Work required ▸
Go line by line through the data below and work out how many lines contain "PeekConfig"; the answer is that number alone.

Data for analysis ▸
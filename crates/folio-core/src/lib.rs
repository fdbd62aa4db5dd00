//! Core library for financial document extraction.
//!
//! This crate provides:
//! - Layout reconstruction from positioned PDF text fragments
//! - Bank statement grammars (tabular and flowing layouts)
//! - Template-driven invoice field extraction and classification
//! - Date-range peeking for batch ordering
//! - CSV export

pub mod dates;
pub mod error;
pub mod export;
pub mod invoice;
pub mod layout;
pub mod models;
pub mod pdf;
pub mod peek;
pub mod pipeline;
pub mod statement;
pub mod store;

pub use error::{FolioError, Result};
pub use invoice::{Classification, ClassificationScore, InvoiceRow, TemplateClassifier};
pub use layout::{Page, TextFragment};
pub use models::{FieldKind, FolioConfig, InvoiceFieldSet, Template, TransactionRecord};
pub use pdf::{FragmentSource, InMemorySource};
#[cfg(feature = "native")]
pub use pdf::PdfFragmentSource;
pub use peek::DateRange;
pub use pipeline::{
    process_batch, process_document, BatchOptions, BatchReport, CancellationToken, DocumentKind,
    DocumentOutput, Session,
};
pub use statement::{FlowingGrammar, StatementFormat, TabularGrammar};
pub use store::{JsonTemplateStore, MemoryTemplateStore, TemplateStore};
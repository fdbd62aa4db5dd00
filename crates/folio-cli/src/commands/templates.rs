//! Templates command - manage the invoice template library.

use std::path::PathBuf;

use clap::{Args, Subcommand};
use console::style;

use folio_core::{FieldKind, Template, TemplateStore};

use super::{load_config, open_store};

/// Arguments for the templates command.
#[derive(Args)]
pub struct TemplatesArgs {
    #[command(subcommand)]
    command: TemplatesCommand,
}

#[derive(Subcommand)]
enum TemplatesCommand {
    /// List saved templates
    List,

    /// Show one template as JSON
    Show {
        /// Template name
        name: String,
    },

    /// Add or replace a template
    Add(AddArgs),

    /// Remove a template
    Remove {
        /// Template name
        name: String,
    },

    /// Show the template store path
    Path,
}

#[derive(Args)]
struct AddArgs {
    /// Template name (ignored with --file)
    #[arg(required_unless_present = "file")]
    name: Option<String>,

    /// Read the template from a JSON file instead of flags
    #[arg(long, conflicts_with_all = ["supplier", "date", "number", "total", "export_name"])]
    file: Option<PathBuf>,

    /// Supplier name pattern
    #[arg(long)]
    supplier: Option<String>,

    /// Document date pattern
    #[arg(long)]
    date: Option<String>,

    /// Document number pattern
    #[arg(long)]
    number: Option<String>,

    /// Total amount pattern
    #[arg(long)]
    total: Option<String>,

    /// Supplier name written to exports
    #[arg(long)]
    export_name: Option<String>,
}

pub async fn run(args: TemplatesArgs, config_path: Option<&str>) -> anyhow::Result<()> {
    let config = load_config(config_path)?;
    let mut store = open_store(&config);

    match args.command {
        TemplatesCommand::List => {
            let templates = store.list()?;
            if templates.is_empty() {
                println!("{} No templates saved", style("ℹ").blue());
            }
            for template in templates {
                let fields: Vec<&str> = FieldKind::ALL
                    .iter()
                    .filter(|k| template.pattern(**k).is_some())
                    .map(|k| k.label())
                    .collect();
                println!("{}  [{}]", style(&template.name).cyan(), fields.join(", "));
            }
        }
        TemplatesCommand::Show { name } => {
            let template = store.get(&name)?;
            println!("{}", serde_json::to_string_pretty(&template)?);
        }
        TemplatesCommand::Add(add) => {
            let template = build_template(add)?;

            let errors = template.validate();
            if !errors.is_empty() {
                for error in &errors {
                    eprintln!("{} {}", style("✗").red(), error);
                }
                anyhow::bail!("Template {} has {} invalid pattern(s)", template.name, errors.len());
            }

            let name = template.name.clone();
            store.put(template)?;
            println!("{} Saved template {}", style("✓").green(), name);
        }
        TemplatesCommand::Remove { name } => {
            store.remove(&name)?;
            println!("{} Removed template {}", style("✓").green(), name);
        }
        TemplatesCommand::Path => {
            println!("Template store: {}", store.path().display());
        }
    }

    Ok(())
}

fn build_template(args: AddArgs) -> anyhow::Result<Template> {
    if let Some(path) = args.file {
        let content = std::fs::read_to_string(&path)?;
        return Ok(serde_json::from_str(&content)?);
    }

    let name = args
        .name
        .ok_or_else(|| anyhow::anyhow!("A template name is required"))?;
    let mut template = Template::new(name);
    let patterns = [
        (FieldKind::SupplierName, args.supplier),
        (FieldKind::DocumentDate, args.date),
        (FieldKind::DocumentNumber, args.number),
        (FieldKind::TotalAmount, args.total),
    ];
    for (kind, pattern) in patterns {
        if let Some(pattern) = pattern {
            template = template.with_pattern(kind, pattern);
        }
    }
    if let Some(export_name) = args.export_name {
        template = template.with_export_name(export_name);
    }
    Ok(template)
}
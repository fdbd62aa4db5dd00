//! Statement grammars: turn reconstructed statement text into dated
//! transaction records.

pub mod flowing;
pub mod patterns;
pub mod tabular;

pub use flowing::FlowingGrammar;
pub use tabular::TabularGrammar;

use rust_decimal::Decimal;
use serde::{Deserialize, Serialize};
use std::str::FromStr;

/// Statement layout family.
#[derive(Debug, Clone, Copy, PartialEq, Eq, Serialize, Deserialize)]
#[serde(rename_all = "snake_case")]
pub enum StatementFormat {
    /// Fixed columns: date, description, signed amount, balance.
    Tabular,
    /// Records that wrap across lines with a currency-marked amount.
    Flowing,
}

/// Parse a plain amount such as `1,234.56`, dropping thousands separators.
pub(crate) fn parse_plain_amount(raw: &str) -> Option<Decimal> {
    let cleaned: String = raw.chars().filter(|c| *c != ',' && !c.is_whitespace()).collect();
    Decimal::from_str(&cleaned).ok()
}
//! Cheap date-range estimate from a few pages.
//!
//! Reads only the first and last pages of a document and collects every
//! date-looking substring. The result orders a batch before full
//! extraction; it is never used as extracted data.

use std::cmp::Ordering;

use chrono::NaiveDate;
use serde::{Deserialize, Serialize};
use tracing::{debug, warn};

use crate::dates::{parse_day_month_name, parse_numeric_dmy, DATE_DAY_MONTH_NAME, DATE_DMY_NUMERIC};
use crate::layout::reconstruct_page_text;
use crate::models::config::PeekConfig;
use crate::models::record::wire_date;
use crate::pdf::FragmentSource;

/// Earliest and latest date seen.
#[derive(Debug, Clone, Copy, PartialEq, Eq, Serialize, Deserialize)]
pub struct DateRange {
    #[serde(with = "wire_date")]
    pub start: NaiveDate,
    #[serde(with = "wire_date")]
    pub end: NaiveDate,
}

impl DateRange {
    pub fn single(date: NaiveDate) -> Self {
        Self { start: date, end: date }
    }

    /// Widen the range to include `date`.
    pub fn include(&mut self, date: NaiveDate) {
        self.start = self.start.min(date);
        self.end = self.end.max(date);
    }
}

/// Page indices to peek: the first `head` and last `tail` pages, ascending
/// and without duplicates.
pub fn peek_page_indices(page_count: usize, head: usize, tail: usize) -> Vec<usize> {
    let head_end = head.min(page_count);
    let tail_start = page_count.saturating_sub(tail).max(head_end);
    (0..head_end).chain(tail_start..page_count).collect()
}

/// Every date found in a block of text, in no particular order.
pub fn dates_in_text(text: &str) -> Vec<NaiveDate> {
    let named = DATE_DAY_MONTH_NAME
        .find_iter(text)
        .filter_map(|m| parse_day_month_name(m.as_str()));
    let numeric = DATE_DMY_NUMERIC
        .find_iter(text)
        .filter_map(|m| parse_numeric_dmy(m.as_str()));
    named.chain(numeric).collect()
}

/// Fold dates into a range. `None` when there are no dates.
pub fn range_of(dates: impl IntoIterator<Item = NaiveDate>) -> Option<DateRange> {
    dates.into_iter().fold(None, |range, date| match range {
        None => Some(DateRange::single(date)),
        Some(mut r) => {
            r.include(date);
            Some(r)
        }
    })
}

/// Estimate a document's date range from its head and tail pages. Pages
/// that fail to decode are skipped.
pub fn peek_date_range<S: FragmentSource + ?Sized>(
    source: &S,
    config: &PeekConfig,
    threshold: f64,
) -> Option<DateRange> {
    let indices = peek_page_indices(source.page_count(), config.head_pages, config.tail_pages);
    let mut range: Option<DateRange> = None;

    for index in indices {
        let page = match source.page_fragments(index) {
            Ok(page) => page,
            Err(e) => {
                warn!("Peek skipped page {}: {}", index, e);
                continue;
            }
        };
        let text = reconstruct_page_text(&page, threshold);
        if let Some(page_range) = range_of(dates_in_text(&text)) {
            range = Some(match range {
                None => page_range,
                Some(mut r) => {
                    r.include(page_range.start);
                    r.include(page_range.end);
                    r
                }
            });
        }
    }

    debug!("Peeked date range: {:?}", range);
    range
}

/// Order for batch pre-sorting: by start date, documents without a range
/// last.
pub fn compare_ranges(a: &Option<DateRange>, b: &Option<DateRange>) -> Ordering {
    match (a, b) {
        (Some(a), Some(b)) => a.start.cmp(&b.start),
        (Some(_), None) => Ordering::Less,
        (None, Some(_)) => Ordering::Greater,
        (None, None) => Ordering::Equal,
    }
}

--

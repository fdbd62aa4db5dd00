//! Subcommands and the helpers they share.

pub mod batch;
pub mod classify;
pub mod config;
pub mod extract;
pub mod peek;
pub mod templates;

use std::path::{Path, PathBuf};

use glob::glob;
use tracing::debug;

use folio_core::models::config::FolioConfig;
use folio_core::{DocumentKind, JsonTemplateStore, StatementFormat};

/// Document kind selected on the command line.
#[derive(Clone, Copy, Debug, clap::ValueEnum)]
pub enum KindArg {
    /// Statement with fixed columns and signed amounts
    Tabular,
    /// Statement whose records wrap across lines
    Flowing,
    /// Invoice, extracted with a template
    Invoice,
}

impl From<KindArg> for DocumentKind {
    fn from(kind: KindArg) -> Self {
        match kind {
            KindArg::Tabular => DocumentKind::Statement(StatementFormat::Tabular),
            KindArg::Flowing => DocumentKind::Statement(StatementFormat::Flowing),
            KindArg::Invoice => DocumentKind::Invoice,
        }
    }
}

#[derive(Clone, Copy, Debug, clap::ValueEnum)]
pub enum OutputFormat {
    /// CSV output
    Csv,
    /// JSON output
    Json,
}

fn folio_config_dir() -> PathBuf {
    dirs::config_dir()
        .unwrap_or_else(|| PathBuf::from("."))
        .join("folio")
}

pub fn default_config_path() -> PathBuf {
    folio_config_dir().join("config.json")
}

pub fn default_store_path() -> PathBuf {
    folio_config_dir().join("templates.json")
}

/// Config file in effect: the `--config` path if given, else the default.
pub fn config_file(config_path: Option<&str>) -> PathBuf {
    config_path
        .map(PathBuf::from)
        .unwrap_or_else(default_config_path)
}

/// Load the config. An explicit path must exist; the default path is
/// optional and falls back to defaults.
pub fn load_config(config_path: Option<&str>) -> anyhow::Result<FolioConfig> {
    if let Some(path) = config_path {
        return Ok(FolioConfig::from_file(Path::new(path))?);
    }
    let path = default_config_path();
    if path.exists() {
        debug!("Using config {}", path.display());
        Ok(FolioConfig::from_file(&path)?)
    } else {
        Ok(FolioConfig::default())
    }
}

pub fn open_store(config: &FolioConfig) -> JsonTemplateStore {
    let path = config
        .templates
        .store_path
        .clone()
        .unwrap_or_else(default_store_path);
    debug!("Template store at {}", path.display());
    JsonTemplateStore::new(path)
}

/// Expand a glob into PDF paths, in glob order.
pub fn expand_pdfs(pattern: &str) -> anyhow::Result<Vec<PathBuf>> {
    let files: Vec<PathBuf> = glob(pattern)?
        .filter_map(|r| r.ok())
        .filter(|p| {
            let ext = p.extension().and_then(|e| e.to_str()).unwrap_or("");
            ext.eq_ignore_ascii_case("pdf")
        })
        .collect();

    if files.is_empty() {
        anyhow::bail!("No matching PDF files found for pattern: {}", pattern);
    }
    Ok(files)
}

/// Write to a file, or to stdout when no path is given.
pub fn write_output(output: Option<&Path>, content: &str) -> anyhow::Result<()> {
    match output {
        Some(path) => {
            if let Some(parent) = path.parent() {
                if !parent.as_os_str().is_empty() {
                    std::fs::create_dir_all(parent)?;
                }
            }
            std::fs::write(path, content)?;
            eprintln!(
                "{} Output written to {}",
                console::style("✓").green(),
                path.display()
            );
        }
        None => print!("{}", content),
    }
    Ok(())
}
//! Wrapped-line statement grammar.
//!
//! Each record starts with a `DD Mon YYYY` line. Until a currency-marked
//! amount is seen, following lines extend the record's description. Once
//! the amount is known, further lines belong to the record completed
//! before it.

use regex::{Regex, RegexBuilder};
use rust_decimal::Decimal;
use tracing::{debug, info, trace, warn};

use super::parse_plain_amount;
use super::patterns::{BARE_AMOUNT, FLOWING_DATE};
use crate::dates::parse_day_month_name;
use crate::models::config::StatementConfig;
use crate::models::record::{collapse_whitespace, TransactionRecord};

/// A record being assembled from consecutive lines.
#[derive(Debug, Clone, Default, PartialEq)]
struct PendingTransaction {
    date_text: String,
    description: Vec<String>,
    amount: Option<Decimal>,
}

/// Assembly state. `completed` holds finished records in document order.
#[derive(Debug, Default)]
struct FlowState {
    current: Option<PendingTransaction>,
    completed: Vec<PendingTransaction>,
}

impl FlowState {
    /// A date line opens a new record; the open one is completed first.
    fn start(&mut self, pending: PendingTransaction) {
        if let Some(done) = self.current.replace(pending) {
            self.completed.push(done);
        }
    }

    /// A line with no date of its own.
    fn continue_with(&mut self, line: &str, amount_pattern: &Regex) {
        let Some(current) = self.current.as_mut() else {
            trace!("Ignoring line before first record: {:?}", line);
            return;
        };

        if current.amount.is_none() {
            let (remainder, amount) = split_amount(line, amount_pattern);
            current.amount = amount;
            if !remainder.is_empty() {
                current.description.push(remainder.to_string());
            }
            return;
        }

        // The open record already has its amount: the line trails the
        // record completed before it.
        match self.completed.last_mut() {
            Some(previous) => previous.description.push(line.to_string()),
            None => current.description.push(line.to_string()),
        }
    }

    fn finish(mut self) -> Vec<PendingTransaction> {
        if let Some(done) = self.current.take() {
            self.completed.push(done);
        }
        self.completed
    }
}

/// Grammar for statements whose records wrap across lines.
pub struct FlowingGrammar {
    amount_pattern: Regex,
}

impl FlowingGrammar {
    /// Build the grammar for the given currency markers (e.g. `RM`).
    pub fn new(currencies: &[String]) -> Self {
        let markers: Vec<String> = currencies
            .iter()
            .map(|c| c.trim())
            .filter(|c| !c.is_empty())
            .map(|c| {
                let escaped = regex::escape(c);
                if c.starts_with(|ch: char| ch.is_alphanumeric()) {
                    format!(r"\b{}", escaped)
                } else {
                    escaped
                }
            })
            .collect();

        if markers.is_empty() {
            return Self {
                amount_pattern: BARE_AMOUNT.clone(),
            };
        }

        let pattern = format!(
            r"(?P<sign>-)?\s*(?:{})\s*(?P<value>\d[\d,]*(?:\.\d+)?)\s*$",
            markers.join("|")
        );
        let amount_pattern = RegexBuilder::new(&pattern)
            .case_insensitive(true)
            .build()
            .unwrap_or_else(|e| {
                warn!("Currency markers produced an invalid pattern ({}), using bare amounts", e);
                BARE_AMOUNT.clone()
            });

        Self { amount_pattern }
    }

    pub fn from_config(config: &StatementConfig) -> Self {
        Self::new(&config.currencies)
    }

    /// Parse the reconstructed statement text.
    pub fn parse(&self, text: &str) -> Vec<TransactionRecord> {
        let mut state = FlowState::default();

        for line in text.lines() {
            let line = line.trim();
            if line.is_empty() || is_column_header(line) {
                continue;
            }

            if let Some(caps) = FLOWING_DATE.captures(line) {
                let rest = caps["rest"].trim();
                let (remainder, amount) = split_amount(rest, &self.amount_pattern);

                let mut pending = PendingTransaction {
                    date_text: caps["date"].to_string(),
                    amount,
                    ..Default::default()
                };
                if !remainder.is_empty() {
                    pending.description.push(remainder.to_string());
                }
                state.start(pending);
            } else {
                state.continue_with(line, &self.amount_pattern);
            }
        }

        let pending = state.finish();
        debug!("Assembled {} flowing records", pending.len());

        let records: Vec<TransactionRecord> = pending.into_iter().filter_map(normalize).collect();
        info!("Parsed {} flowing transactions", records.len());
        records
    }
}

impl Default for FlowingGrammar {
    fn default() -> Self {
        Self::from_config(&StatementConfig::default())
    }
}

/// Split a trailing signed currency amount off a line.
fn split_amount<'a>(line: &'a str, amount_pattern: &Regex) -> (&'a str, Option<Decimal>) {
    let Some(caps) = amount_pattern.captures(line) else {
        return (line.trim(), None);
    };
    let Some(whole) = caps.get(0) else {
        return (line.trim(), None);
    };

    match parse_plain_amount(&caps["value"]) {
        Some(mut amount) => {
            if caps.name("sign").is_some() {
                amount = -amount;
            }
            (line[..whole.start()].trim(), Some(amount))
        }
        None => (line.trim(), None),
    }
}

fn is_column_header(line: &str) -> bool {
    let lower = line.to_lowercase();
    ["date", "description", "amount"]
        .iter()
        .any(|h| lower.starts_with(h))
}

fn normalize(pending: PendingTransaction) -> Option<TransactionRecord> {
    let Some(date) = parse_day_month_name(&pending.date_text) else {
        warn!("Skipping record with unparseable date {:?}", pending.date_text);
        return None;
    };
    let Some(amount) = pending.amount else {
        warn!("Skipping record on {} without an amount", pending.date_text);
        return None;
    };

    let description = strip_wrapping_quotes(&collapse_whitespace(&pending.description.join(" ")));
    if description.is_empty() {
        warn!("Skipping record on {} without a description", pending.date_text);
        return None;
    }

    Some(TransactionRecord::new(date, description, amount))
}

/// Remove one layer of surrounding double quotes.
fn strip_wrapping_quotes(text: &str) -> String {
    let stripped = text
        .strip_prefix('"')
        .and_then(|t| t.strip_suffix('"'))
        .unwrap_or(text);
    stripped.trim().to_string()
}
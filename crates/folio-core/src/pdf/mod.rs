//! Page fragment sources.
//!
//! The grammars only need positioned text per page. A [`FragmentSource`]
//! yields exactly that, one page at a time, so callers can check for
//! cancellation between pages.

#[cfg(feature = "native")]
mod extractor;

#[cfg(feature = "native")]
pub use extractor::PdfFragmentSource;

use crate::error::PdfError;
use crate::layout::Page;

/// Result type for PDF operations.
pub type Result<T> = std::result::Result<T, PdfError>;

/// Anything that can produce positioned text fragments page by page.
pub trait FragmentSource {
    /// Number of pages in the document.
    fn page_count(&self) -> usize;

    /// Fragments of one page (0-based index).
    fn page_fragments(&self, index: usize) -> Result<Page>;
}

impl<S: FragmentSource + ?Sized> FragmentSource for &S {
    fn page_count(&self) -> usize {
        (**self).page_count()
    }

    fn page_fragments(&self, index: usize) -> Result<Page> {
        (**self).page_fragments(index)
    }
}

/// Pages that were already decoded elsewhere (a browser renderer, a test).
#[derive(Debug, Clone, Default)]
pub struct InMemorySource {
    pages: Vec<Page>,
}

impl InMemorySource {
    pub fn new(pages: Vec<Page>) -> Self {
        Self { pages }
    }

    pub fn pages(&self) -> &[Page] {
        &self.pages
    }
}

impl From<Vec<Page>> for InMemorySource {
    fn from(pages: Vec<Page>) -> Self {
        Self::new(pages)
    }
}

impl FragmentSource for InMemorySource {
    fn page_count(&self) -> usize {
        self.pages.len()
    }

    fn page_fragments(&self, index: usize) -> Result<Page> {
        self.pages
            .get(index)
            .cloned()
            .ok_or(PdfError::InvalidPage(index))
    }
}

Solved exercise ▸
2